### [Task requirements]
Would you please return the lines of the entries below starting at the line that has "Angles are euler" and ending at the line that has "fn angle(&self) -> Vec3;", both included, exactly as they are?

(Material provided Opens)

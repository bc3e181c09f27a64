//! Forward kinematics of a serial chain of revolute joints.

use super::actuator::{Actuator, Axis, Manipulator, RevoluteJoint};
use glam::{Quat, Vec3};
use serde::{Deserialize, Serialize};

/// One joint of the chain and the rigid link that follows it.
#[derive(Clone, Debug, PartialEq, Serialize, Deserialize)]
pub struct ChainLink {
    pub joint: RevoluteJoint,
    /// Offset from this joint to the next one, in the joint's rotated frame.
    pub link: Vec3,
}

/// A serial arm: base point, joints with link offsets, tool offset.
///
/// The pose is accumulated joint by joint: each joint's rotation is
/// composed onto the frame, then the link offset is applied in that frame.
#[derive(Clone, Debug, PartialEq, Serialize, Deserialize)]
pub struct SerialChain {
    base: Vec3,
    links: Vec<ChainLink>,
    tool_offset: Vec3,
}

impl SerialChain {
    pub fn new(base: Vec3) -> Self {
        Self {
            base,
            links: Vec::new(),
            tool_offset: Vec3::ZERO,
        }
    }

    /// Append a joint rotating about `axis`, starting at `degrees`, followed by `link`.
    pub fn with_joint(mut self, axis: Axis, max_rate: f32, degrees: f32, link: Vec3) -> Self {
        self.links.push(ChainLink {
            joint: RevoluteJoint::new(axis, max_rate).with_angle(degrees),
            link,
        });
        self
    }

    /// Offset of the tool point from the last joint frame.
    pub fn with_tool_offset(mut self, offset: Vec3) -> Self {
        self.tool_offset = offset;
        self
    }

    pub fn links(&self) -> &[ChainLink] {
        &self.links
    }

    /// World position and orientation of the last frame.
    pub fn end_frame(&self) -> (Vec3, Quat) {
        self.links
            .iter()
            .fold((self.base, Quat::IDENTITY), |(position, rotation), link| {
                let rotation = rotation * link.joint.rotation();
                (position + rotation * link.link, rotation)
            })
    }
}

impl Manipulator for SerialChain {
    fn joint_count(&self) -> usize {
        self.links.len()
    }

    fn joint_mut(&mut self, index: usize) -> Option<&mut dyn Actuator> {
        self.links
            .get_mut(index)
            .map(|link| &mut link.joint as &mut dyn Actuator)
    }

    fn tool_position(&self) -> Vec3 {
        let (position, rotation) = self.end_frame();
        position + rotation * self.tool_offset
    }
}
//! Pick-and-place orchestration of the sorting cell.

pub mod command;
pub mod controller;
pub mod error;
pub mod graph;
pub mod layout;

pub use command::{RobotCommand, WareKind};
pub use controller::{PickAndPlace, RobotContext, RobotSignal};
pub use error::RobotError;
pub use graph::{build_machine, states, waypoints, RobotMachine, StateTask};
pub use layout::{CellLayout, Destination, MotionRequest, UP};
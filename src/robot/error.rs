//! Orchestrator construction errors.

use crate::config::ConfigError;
use crate::core::MachineError;
use thiserror::Error;

/// Errors raised while assembling a [`PickAndPlace`](super::PickAndPlace).
#[derive(Debug, Error)]
pub enum RobotError {
    #[error("State graph rejected: {0}")]
    Machine(#[from] MachineError),

    #[error("Invalid configuration: {0}")]
    Config(#[from] ConfigError),
}
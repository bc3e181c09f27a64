//! Builder API for ergonomic state machine construction.
//!
//! This module provides a fluent builder and the `command_enum!` macro for
//! defining command symbols with minimal boilerplate.

pub mod machine;
pub mod macros;

pub use machine::StateMachineBuilder;
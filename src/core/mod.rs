//! Generic state machine engine.
//!
//! This module contains the reusable core of the controller:
//! - Command symbols via the `Command` trait
//! - Named states with payloads and entry actions
//! - The reactive `StateMachine` driven by `advance`
//! - Bounded, timestamped history of transitions
//!
//! Nothing here knows about motion, wares or actuators.

mod error;
mod history;
mod machine;
mod state;

pub use error::MachineError;
pub use history::{StateHistory, TransitionRecord, DEFAULT_HISTORY_CAPACITY};
pub use machine::{StateMachine, Step};
pub use state::{humanize, Command, EntryAction, MachineContext, State};
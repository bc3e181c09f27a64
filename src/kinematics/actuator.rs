//! Actuator capabilities consumed by the controllers.
//!
//! An [`Actuator`] is a single rotational joint. A [`Manipulator`] is the
//! ordered chain of joints that moves the tool, plus the ability to report
//! where the tool point currently is. Hosts implement these on top of their
//! own scene or hardware; [`RevoluteJoint`] is a reference implementation.

use glam::Vec3;
use serde::{Deserialize, Serialize};

/// A rotational joint driven by rate-scaled rotation commands.
///
/// Angles are euler readings in degrees. `rotate(delta, fraction)` turns the
/// joint by `delta * max_rate() * fraction` about its own axis, so a positive
/// command increases the reading on that axis.
pub trait Actuator {
    /// Current local orientation, euler angles in degrees.
    fn angle(&self) -> Vec3;

    /// Maximum rotation per unit of command.
    fn max_rate(&self) -> f32;

    /// Rotate by `delta` at `rate_fraction` of the maximum rate (0 to 1).
    fn rotate(&mut self, delta: f32, rate_fraction: f32);
}

/// An ordered joint chain carrying the tool point.
pub trait Manipulator {
    fn joint_count(&self) -> usize;

    fn joint_mut(&mut self, index: usize) -> Option<&mut dyn Actuator>;

    /// World position of the tool point.
    fn tool_position(&self) -> Vec3;
}

/// Principal axis of a single-axis joint.
#[derive(Clone, Copy, Debug, PartialEq, Eq, Hash, Serialize, Deserialize)]
pub enum Axis {
    X,
    Y,
    Z,
}

impl Axis {
    pub fn unit(self) -> Vec3 {
        match self {
            Self::X => Vec3::X,
            Self::Y => Vec3::Y,
            Self::Z => Vec3::Z,
        }
    }

    /// The component of `v` along this axis.
    pub fn component(self, v: Vec3) -> f32 {
        match self {
            Self::X => v.x,
            Self::Y => v.y,
            Self::Z => v.z,
        }
    }
}

/// Wrap an angle in degrees into `(-180, 180]`.
pub fn wrap_degrees(angle: f32) -> f32 {
    let wrapped = angle.rem_euclid(360.0);
    if wrapped > 180.0 {
        wrapped - 360.0
    } else {
        wrapped
    }
}

/// A single-axis revolute joint.
///
/// Rate fractions outside `[0, 1]` are clamped. The reported reading is
/// wrapped into `[0, 360)` like a scene transform's euler angles.
#[derive(Clone, Debug, PartialEq, Serialize, Deserialize)]
pub struct RevoluteJoint {
    axis: Axis,
    angle: f32,
    max_rate: f32,
}

impl RevoluteJoint {
    pub fn new(axis: Axis, max_rate: f32) -> Self {
        Self {
            axis,
            angle: 0.0,
            max_rate,
        }
    }

    /// Start the joint at `degrees`.
    pub fn with_angle(mut self, degrees: f32) -> Self {
        self.angle = degrees;
        self
    }

    pub fn axis(&self) -> Axis {
        self.axis
    }

    /// Accumulated joint angle in degrees, not wrapped.
    pub fn degrees(&self) -> f32 {
        self.angle
    }

    /// Local rotation of the joint.
    pub fn rotation(&self) -> glam::Quat {
        glam::Quat::from_axis_angle(self.axis.unit(), self.angle.to_radians())
    }
}

impl Actuator for RevoluteJoint {
    fn angle(&self) -> Vec3 {
        self.axis.unit() * self.angle.rem_euclid(360.0)
    }

    fn max_rate(&self) -> f32 {
        self.max_rate
    }

    fn rotate(&mut self, delta: f32, rate_fraction: f32) {
        self.angle += delta * self.max_rate * rate_fraction.clamp(0.0, 1.0);
    }
}
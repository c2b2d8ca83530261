//! Split the competitor residual across named competitor clusters
//!
//! Weights come from per-product wallet-share-growth signals. Each product
//! maps to the competitor cluster it takes share from. After the specialty
//! boost the split is renormalized, so the attributed volumes always sum to
//! the competitor volume.

use crate::error::{EngineError, Result};
use crate::scoring::Product;
use serde::{Deserialize, Serialize};
use std::collections::BTreeMap;
use std::fmt;

/// Fallback split when no product carries positive weight (product order)
pub const DEFAULT_COMPETITOR_SHARES: [f64; 3] = [0.40, 0.35, 0.25];

/// Multiplier applied to a cluster whose keywords match the HCP's specialty
pub const DEFAULT_SPECIALTY_BOOST: f64 = 1.5;

#[derive(Debug, Clone, Copy, PartialEq, Eq, PartialOrd, Ord, Hash, Serialize, Deserialize)]
#[serde(rename_all = "snake_case")]
pub enum CompetitorCluster {
    /// Synthroid, Levoxyl, Unithroid and generic levothyroxine
    Levothyroxine,
    /// Oral diclofenac, meloxicam, celecoxib
    OralNsaid,
    /// Lidocaine patches, Voltaren gel and other topicals
    TopicalAnalgesic,
}

impl CompetitorCluster {
    pub const ALL: [CompetitorCluster; 3] = [
        CompetitorCluster::Levothyroxine,
        CompetitorCluster::OralNsaid,
        CompetitorCluster::TopicalAnalgesic,
    ];

    /// The cluster a product competes against
    pub fn for_product(product: Product) -> Self {
        match product {
            Product::Tirosint => CompetitorCluster::Levothyroxine,
            Product::Flector => CompetitorCluster::OralNsaid,
            Product::Licart => CompetitorCluster::TopicalAnalgesic,
        }
    }

    pub fn index(&self) -> usize {
        match self {
            CompetitorCluster::Levothyroxine => 0,
            CompetitorCluster::OralNsaid => 1,
            CompetitorCluster::TopicalAnalgesic => 2,
        }
    }

    pub fn as_str(&self) -> &'static str {
        match self {
            CompetitorCluster::Levothyroxine => "levothyroxine",
            CompetitorCluster::OralNsaid => "oral_nsaid",
            CompetitorCluster::TopicalAnalgesic => "topical_analgesic",
        }
    }
}

impl fmt::Display for CompetitorCluster {
    fn fmt(&self, f: &mut fmt::Formatter<'_>) -> fmt::Result {
        f.write_str(self.as_str())
    }
}

fn default_keywords() -> BTreeMap<CompetitorCluster, Vec<String>> {
    let groups: [(CompetitorCluster, &[&str]); 3] = [
        (CompetitorCluster::Levothyroxine, &["endocrin", "thyroid", "diabet"]),
        (CompetitorCluster::OralNsaid, &["sports", "orthop", "rheumat", "pain"]),
        (
            CompetitorCluster::TopicalAnalgesic,
            &["physical medicine", "rehab", "neurolog", "anesthes"],
        ),
    ];
    groups
        .into_iter()
        .map(|(c, words)| (c, words.iter().map(|w| w.to_string()).collect()))
        .collect()
}

fn default_shares() -> [f64; 3] { DEFAULT_COMPETITOR_SHARES }
fn default_boost() -> f64 { DEFAULT_SPECIALTY_BOOST }

/// Attribution heuristics
#[derive(Debug, Clone, PartialEq, Serialize, Deserialize)]
pub struct AttributionConfig {
    /// Split used when total weight is not positive
    #[serde(default = "default_shares")]
    pub default_shares: [f64; 3],

    /// Multiplier for clusters matching the specialty
    #[serde(default = "default_boost")]
    pub specialty_boost: f64,

    /// Case-insensitive substrings that tie a specialty to a cluster
    #[serde(default = "default_keywords")]
    pub specialty_keywords: BTreeMap<CompetitorCluster, Vec<String>>,
}

impl Default for AttributionConfig {
    fn default() -> Self {
        Self {
            default_shares: DEFAULT_COMPETITOR_SHARES,
            specialty_boost: DEFAULT_SPECIALTY_BOOST,
            specialty_keywords: default_keywords(),
        }
    }
}

impl AttributionConfig {
    pub fn validate(&self) -> Result<()> {
        if self.default_shares.iter().any(|s| !s.is_finite() || *s < 0.0) {
            return Err(EngineError::InvalidConfig(
                "default competitor shares must be non-negative".to_string(),
            ));
        }
        let sum: f64 = self.default_shares.iter().sum();
        if (sum - 1.0).abs() > 1e-9 {
            return Err(EngineError::InvalidConfig(format!(
                "default competitor shares must sum to 1.0, got {sum}"
            )));
        }
        if !(self.specialty_boost.is_finite() && self.specialty_boost > 0.0) {
            return Err(EngineError::InvalidConfig(format!(
                "specialty boost must be positive, got {}",
                self.specialty_boost
            )));
        }
        Ok(())
    }

    /// Which clusters the specialty text matches
    pub fn matched_clusters(&self, specialty: &str) -> [bool; 3] {
        let text = specialty.to_lowercase();
        let mut matched = [false; 3];
        for cluster in CompetitorCluster::ALL {
            matched[cluster.index()] = self
                .specialty_keywords
                .get(&cluster)
                .map(|words| {
                    words
                        .iter()
                        .any(|w| !w.is_empty() && text.contains(&w.to_lowercase()))
                })
                .unwrap_or(false);
        }
        matched
    }
}

/// Competitor volume per cluster for one HCP and channel
#[derive(Debug, Clone, Copy, Default, PartialEq, Serialize)]
pub struct AttributionRecord {
    volumes: [f64; 3],
}

impl AttributionRecord {
    pub fn get(&self, cluster: CompetitorCluster) -> f64 {
        self.volumes[cluster.index()]
    }

    pub fn iter(&self) -> impl Iterator<Item = (CompetitorCluster, f64)> + '_ {
        CompetitorCluster::ALL.into_iter().map(|c| (c, self.get(c)))
    }

    pub fn total(&self) -> f64 {
        self.volumes.iter().sum()
    }
}

/// Normalized shares from raw product weights, or the configured defaults
/// when no weight is positive. Negative weights count as zero.
pub fn attribution_shares(weights: [f64; 3], cfg: &AttributionConfig) -> [f64; 3] {
    let clean = weights.map(|w| if w.is_finite() { w.max(0.0) } else { 0.0 });
    let total: f64 = clean.iter().sum();
    if total > 0.0 {
        clean.map(|w| w / total)
    } else {
        cfg.default_shares
    }
}

/// Split `competitor_volume` across clusters.
///
/// `weights` are indexed by product order; `specialty` is free text. Shares are
/// boosted and renormalized first, and the volume is applied last, so the
/// parts sum to `competitor_volume` for any finite input.
pub fn attribute(
    competitor_volume: f64,
    weights: [f64; 3],
    specialty: &str,
    cfg: &AttributionConfig,
) -> AttributionRecord {
    let competitor_volume =
        if competitor_volume.is_finite() { competitor_volume.max(0.0) } else { 0.0 };
    let shares = attribution_shares(weights, cfg);
    let matched = cfg.matched_clusters(specialty);

    let mut boosted = [0.0; 3];
    for i in 0..3 {
        boosted[i] = if matched[i] { shares[i] * cfg.specialty_boost } else { shares[i] };
    }

    // Scale by the largest share before summing so a huge boost cannot overflow
    let largest = boosted.iter().copied().fold(0.0, f64::max);
    if !(largest > 0.0 && largest.is_finite()) {
        return AttributionRecord::default();
    }
    let scaled = boosted.map(|b| b / largest);
    let adjusted_total: f64 = scaled.iter().sum();

    AttributionRecord {
        volumes: scaled.map(|b| b / adjusted_total * competitor_volume),
    }
}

(Material provided Closes)

### [Response]
/// Angles are euler readings in degrees. `rotate(delta, fraction)` turns the
/// joint by `delta * max_rate() * fraction` about its own axis, so a positive
/// command increases the reading on that axis.
pub trait Actuator {
    /// Current local orientation, euler angles in degrees.
    fn angle(&self) -> Vec3;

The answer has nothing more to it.